◆ **To do**: Repeat the records below in their entirety, exactly.

+++ Records provided

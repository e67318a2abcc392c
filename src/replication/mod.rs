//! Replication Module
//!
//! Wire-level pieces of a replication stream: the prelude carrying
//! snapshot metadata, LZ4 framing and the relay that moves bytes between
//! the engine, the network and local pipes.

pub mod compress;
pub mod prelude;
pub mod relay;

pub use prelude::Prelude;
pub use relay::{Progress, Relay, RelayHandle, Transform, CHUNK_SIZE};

++++++

◆ **Response**:
repository e67318a2abcc392c
filename src/replication/mod.rs
//! Replication Module
//!
//! Wire-level pieces of a replication stream: the prelude carrying
//! snapshot metadata, LZ4 framing and the relay that moves bytes between
//! the engine, the network and local pipes.

pub mod compress;
pub mod prelude;
pub mod relay;

pub use prelude::Prelude;
pub use relay::{Progress, Relay, RelayHandle, Transform, CHUNK_SIZE};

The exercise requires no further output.